BEGIN Material supplied

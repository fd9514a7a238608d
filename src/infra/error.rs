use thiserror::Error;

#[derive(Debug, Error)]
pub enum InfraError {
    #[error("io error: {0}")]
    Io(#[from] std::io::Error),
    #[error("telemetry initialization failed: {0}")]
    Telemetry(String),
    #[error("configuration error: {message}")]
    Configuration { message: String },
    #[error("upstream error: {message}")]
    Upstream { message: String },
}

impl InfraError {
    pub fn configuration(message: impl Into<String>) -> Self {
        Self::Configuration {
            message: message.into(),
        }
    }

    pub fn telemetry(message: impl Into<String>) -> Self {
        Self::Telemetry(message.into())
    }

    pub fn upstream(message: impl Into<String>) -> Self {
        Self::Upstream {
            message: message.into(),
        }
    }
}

END Material supplied

__Problem description__:
Using the records above, gather all lines where the string "message" is present.

__Result for this exercise__:
    #[error("configuration error: {message}")]
    Configuration { message: String },
    #[error("upstream error: {message}")]
    Upstream { message: String },
    pub fn configuration(message: impl Into<String>) -> Self {
            message: message.into(),
    pub fn telemetry(message: impl Into<String>) -> Self {
        Self::Telemetry(message.into())
    pub fn upstream(message: impl Into<String>) -> Self {
            message: message.into(),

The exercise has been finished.